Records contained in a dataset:
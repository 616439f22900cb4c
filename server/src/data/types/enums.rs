//! Classification enums for questionnaire data
//!
//! Stored as lowercase text in the database and serialized the same way
//! over the API.

use std::fmt;

use serde::{Deserialize, Serialize};
use utoipa::ToSchema;

/// Kind of input a question expects
#[derive(Debug, Clone, Copy, PartialEq, Eq, Serialize, Deserialize, Default, ToSchema)]
#[serde(rename_all = "lowercase")]
pub enum QuestionType {
    #[default]
    Text,
    Textarea,
    Choice,
    Checkbox,
    Rating,
}

impl QuestionType {
    pub fn as_str(&self) -> &'static str {
        match self {
            Self::Text => "text",
            Self::Textarea => "textarea",
            Self::Choice => "choice",
            Self::Checkbox => "checkbox",
            Self::Rating => "rating",
        }
    }

    /// Parse from the stored representation; unknown values fall back to `Text`
    pub fn parse(s: &str) -> Self {
        match s.to_lowercase().as_str() {
            "textarea" => Self::Textarea,
            "choice" => Self::Choice,
            "checkbox" => Self::Checkbox,
            "rating" => Self::Rating,
            _ => Self::Text,
        }
    }

    /// Choice-style questions are meaningless without an option list
    pub fn requires_options(&self) -> bool {
        matches!(self, Self::Choice | Self::Checkbox)
    }
}

impl fmt::Display for QuestionType {
    fn fmt(&self, f: &mut fmt::Formatter<'_>) -> fmt::Result {
        write!(f, "{}", self.as_str())
    }
}

/// Role derived from the administrator flag
#[derive(Debug, Clone, Copy, PartialEq, Eq, Serialize, Deserialize, Default, ToSchema)]
#[serde(rename_all = "lowercase")]
pub enum UserRole {
    Admin,
    #[default]
    Stakeholder,
}

impl UserRole {
    pub fn from_is_admin(is_admin: bool) -> Self {
        if is_admin { Self::Admin } else { Self::Stakeholder }
    }

    /// Any value other than "admin" yields a stakeholder
    pub fn parse(s: &str) -> Self {
        if s.eq_ignore_ascii_case("admin") {
            Self::Admin
        } else {
            Self::Stakeholder
        }
    }

    pub fn is_admin(&self) -> bool {
        matches!(self, Self::Admin)
    }

    pub fn as_str(&self) -> &'static str {
        match self {
            Self::Admin => "admin",
            Self::Stakeholder => "stakeholder",
        }
    }
}

impl fmt::Display for UserRole {
    fn fmt(&self, f: &mut fmt::Formatter<'_>) -> fmt::Result {
        write!(f, "{}", self.as_str())
    }
}

#[cfg(test)]
mod tests {
    use super::*;

    #[test]
    fn test_question_type_parse() {
        assert_eq!(QuestionType::parse("choice"), QuestionType::Choice);
        assert_eq!(QuestionType::parse("RATING"), QuestionType::Rating);
        assert_eq!(QuestionType::parse("slider"), QuestionType::Text);
        assert_eq!(QuestionType::parse("textarea").as_str(), "textarea");
    }

    #[test]
    fn test_question_type_requires_options() {
        assert!(QuestionType::Choice.requires_options());
        assert!(QuestionType::Checkbox.requires_options());
        assert!(!QuestionType::Text.requires_options());
        assert!(!QuestionType::Rating.requires_options());
    }

    #[test]
    fn test_question_type_serde() {
        let json = serde_json::to_string(&QuestionType::Checkbox).unwrap();
        assert_eq!(json, "\"checkbox\"");
        let parsed: QuestionType = serde_json::from_str("\"textarea\"").unwrap();
        assert_eq!(parsed, QuestionType::Textarea);
    }

    #[test]
    fn test_user_role() {
        assert_eq!(UserRole::from_is_admin(true), UserRole::Admin);
        assert_eq!(UserRole::from_is_admin(false), UserRole::Stakeholder);
        assert_eq!(UserRole::parse("Admin"), UserRole::Admin);
        assert_eq!(UserRole::parse("viewer"), UserRole::Stakeholder);
        assert!(UserRole::Admin.is_admin());
        assert_eq!(UserRole::Stakeholder.to_string(), "stakeholder");
    }
}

Your objective: Lines holding the string "impl" must be copied out of the entries above.

Output:
impl QuestionType {
impl fmt::Display for QuestionType {
impl UserRole {
impl fmt::Display for UserRole {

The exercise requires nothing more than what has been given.